Purpose: To quantify the reproducibility and accuracy of experienced thoracic radiologists in differentiating between subsolid and solid pulmonary nodules at CT.
Materials and methods: The institutional review board of Beth Israel Deaconess Medical Center approved this multicenter study. Six thoracic radiologists, with a mean of 21 years of experience in thoracic radiology (range, 17-22 years), selected images of 10 solid and 10 subsolid nodules to create a database of 120 nodules; this selection served as the reference standard. Each radiologist then interpreted 120 randomly ordered nodules in two different sessions that were separated by a minimum of 3 weeks. The radiologists classified whether or not each nodule was subsolid. Inter- and intraobserver agreement was assessed with a κ statistic. The number of correct classifications was calculated and correlated with nodule size by using Bland-Altman plots. The relationship between disagreement and nodule morphologic characteristics was analyzed by calculating the intraclass correlation coefficient.
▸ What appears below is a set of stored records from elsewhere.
//! Session context: the single authority over authentication state.
//!
//! SYSTEM CONTEXT
//! ==============
//! One `Session` is created at the application root and shared through
//! Leptos context. It owns the in-memory `AuthState` and is the only writer
//! of the credential store. The HTTP client reports 401s through
//! `UnauthorizedSignal`; the session reacts by signing out and doing a
//! full-page navigation to `/login`.
//!
//! STALE RESPONSES
//! ===============
//! Every login, signup, logout, and forced sign-out bumps a generation
//! counter. A successful response that arrives after the generation moved
//! on is discarded (`SessionError::Superseded`) instead of re-populating a
//! session the user already left. `Session::scoped` gives page-level calls
//! the same guarantee.
//!
//! No lock is held across an `.await` or while listeners run.

#[cfg(test)]
#[path = "session_test.rs"]
mod session_test;

use std::future::Future;
use std::sync::{Arc, Mutex, PoisonError, Weak};

use leptos::prelude::*;
use thiserror::Error;

use super::auth::{AuthState, SessionPhase};
use super::credentials::{CredentialStore, StorageError};
use crate::net::api::ApiService;
use crate::net::error::ApiError;
use crate::net::signal::UnauthorizedEvent;
use crate::net::types::{LoginRequest, Role, SignupRequest, User};
use crate::util::navigate::Navigator;

pub const LOGIN_PATH: &str = "/login";

#[derive(Clone, Debug, PartialEq, Eq, Error)]
pub enum SessionError {
    #[error(transparent)]
    Api(#[from] ApiError),
    #[error(transparent)]
    Storage(#[from] StorageError),
    #[error("session changed before the response arrived")]
    Superseded,
}

impl SessionError {
    /// Message to show the user: the backend's message for API failures,
    /// `fallback` otherwise.
    pub fn user_message(&self, fallback: &str) -> String {
        match self {
            Self::Api(e) => e.user_message(fallback),
            _ => fallback.to_owned(),
        }
    }
}

type Listener = Arc<dyn Fn(&AuthState) + Send + Sync>;

struct Core {
    state: AuthState,
    generation: u64,
}

struct SessionInner {
    core: Mutex<Core>,
    api: ApiService,
    store: CredentialStore,
    navigator: Arc<dyn Navigator>,
    listeners: Mutex<Vec<Listener>>,
}

#[derive(Clone)]
pub struct Session {
    inner: Arc<SessionInner>,
}

impl Session {
    /// Create the session and subscribe it to the client's unauthorized signal.
    pub fn new(api: ApiService, store: CredentialStore, navigator: Arc<dyn Navigator>) -> Self {
        let signal = api.client().unauthorized_signal().clone();
        let inner = Arc::new(SessionInner {
            core: Mutex::new(Core { state: AuthState::default(), generation: 0 }),
            api,
            store,
            navigator,
            listeners: Mutex::new(Vec::new()),
        });

        let weak: Weak<SessionInner> = Arc::downgrade(&inner);
        signal.subscribe(move |event| {
            if let Some(inner) = weak.upgrade() {
                Session { inner }.handle_unauthorized(event);
            }
        });

        Self { inner }
    }

    pub fn api(&self) -> &ApiService {
        &self.inner.api
    }

    pub fn state(&self) -> AuthState {
        self.core().state.clone()
    }

    pub fn generation(&self) -> u64 {
        self.core().generation
    }

    /// Register a listener called with every new state.
    pub fn subscribe<F>(&self, listener: F)
    where
        F: Fn(&AuthState) + Send + Sync + 'static,
    {
        self.inner
            .listeners
            .lock()
            .unwrap_or_else(PoisonError::into_inner)
            .push(Arc::new(listener));
    }

    /// Rebuild the session from persisted credentials. Safe to call again;
    /// each call re-reads the store.
    pub fn restore(&self) {
        self.update(|core| core.state.phase = SessionPhase::Restoring);
        let restored = self.inner.store.load();
        self.update(|core| {
            core.state = match restored {
                Some(credentials) => {
                    log::info!("session restored for {}", credentials.user.email);
                    AuthState::authenticated(credentials.user, credentials.token)
                }
                None => AuthState::anonymous(),
            };
        });
    }

    /// Authenticate against the role's login endpoint.
    ///
    /// # Errors
    ///
    /// Returns the API error for rejected credentials or network failures,
    /// a storage error if the credentials cannot be persisted, and
    /// `Superseded` if the session changed while the request was in flight.
    pub async fn login(&self, email: &str, password: &str, role: Role) -> Result<(), SessionError> {
        let (generation, previous) = self.begin(SessionPhase::LoggingIn);
        let req = LoginRequest { email: email.to_owned(), password: password.to_owned() };
        let outcome = match role {
            Role::Admin => self
                .inner
                .api
                .admin_login(&req)
                .await
                .map(|resp| (User::admin(resp.email), resp.token)),
            Role::Customer => self
                .inner
                .api
                .customer_login(&req)
                .await
                .map(|resp| (User::customer(resp.email, resp.name, resp.phone), resp.token)),
        };
        self.finish(generation, previous, outcome)
    }

    /// Register a new customer and sign them in.
    ///
    /// # Errors
    ///
    /// Same as [`Session::login`].
    pub async fn signup(&self, req: &SignupRequest) -> Result<(), SessionError> {
        let (generation, previous) = self.begin(SessionPhase::SigningUp);
        let outcome = self
            .inner
            .api
            .customer_signup(req)
            .await
            .map(|resp| (User::customer(resp.email, resp.name, resp.phone), resp.token));
        self.finish(generation, previous, outcome)
    }

    /// Clear memory and persisted credentials.
    pub fn logout(&self) {
        if let Some(user) = self.state().user {
            log::info!("logout for {}", user.email);
        }
        self.sign_out();
    }

    /// Run a page-level API call and drop its result if the session changed
    /// (logout, forced sign-out, re-login) before it completed.
    ///
    /// # Errors
    ///
    /// Returns the call's own error, or `Superseded` for a stale success.
    pub async fn scoped<T, F>(&self, call: F) -> Result<T, SessionError>
    where
        F: Future<Output = Result<T, ApiError>>,
    {
        let generation = self.generation();
        let value = call.await?;
        if self.generation() != generation {
            log::debug!("discarding response from an earlier session");
            return Err(SessionError::Superseded);
        }
        Ok(value)
    }

    fn handle_unauthorized(&self, event: &UnauthorizedEvent) {
        log::warn!("backend rejected credentials on {}; signing out", event.path);
        self.sign_out();
        self.inner.navigator.hard_navigate(LOGIN_PATH);
    }

    fn sign_out(&self) {
        self.update(|core| {
            core.generation += 1;
            core.state = AuthState::anonymous();
        });
        self.inner.store.clear();
    }

    /// Enter a transient phase and return the new generation plus the state
    /// to fall back to on failure.
    fn begin(&self, phase: SessionPhase) -> (u64, AuthState) {
        let mut previous = AuthState::anonymous();
        let mut generation = 0;
        self.update(|core| {
            previous = core.state.clone();
            if previous.loading() {
                previous.phase = settled_phase(&previous);
            }
            core.generation += 1;
            generation = core.generation;
            core.state.phase = phase;
        });
        (generation, previous)
    }

    fn finish(
        &self,
        generation: u64,
        previous: AuthState,
        outcome: Result<(User, String), ApiError>,
    ) -> Result<(), SessionError> {
        let current = self.generation() == generation;
        let (user, token) = match outcome {
            Ok(pair) if current => pair,
            Ok(_) => {
                log::debug!("discarding superseded authentication response");
                return Err(SessionError::Superseded);
            }
            Err(e) => {
                if current {
                    self.update(|core| core.state = previous);
                }
                return Err(e.into());
            }
        };

        if let Err(e) = self.inner.store.save(&token, &user) {
            log::warn!("could not persist credentials: {e}");
            self.update(|core| core.state = previous);
            return Err(e.into());
        }
        log::info!("signed in as {} ({})", user.email, user.role.as_str());
        self.update(|core| core.state = AuthState::authenticated(user, token));
        Ok(())
    }

    fn core(&self) -> std::sync::MutexGuard<'_, Core> {
        self.inner.core.lock().unwrap_or_else(PoisonError::into_inner)
    }

    /// Mutate under the lock, then notify listeners with the lock released.
    fn update(&self, mutate: impl FnOnce(&mut Core)) {
        let snapshot = {
            let mut core = self.core();
            mutate(&mut core);
            core.state.clone()
        };
        let listeners: Vec<Listener> = self
            .inner
            .listeners
            .lock()
            .unwrap_or_else(PoisonError::into_inner)
            .clone();
        for listener in listeners {
            listener(&snapshot);
        }
    }
}

impl std::fmt::Debug for Session {
    fn fmt(&self, f: &mut std::fmt::Formatter<'_>) -> std::fmt::Result {
        let core = self.core();
        f.debug_struct("Session")
            .field("phase", &core.state.phase)
            .field("user", &core.state.user)
            .field("generation", &core.generation)
            .finish_non_exhaustive()
    }
}

/// Phase to fall back to when an operation starts from a loading phase.
fn settled_phase(state: &AuthState) -> SessionPhase {
    if state.is_authenticated() { SessionPhase::Authenticated } else { SessionPhase::Anonymous }
}

// =============================================================
// Leptos context
// =============================================================

/// Provide `session` and a reactive mirror of its state to descendants.
pub fn provide_session(session: Session) -> RwSignal<AuthState> {
    let auth = RwSignal::new(session.state());
    session.subscribe(move |state| {
        let _ = auth.try_set(state.clone());
    });
    provide_context(session);
    provide_context(auth);
    auth
}

/// The session provided at the application root.
///
/// # Panics
///
/// Panics when called outside `SessionProvider`; that is a wiring bug, not a
/// runtime condition.
pub fn use_session() -> Session {
    use_context::<Session>()
        .unwrap_or_else(|| panic!("use_session called outside SessionProvider: no Session in context"))
}

/// Reactive auth state provided alongside the session.
///
/// # Panics
///
/// Panics when called outside `SessionProvider`.
pub fn use_auth() -> RwSignal<AuthState> {
    use_context::<RwSignal<AuthState>>()
        .unwrap_or_else(|| panic!("use_auth called outside SessionProvider: no AuthState in context"))
}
Results: Interobserver agreement (κ) was 0.619 (range, 0.469-0.745; 95% confidence interval (CI): 0.576, 0.663) and 0.670 (range, 0.440-0.839; 95% CI: 0.608, 0.733) for interpretation sessions 1 and 2, respectively. Intraobserver agreement (κ) was 0.792 (95% CI: 0.750, 0.833). Averaged for interpretation sessions, correct classification was achieved by all radiologists for 58% (70 of 120) of nodules. Radiologists agreed with their initial determination (the reference standard) in 77% of cases (range, 45%-100%). Nodule size weakly correlated with correct classification (long axis: Spearman rank correlation coefficient, rs = 0.161 and P = .049; short axis: rs = 0.128 and P = .163).
Conclusion: The reproducibility and accuracy of thoracic radiologists in classifying whether or not a nodule is subsolid varied in the retrospective study. This inconsistency may affect surveillance recommendations and prognostic determinations.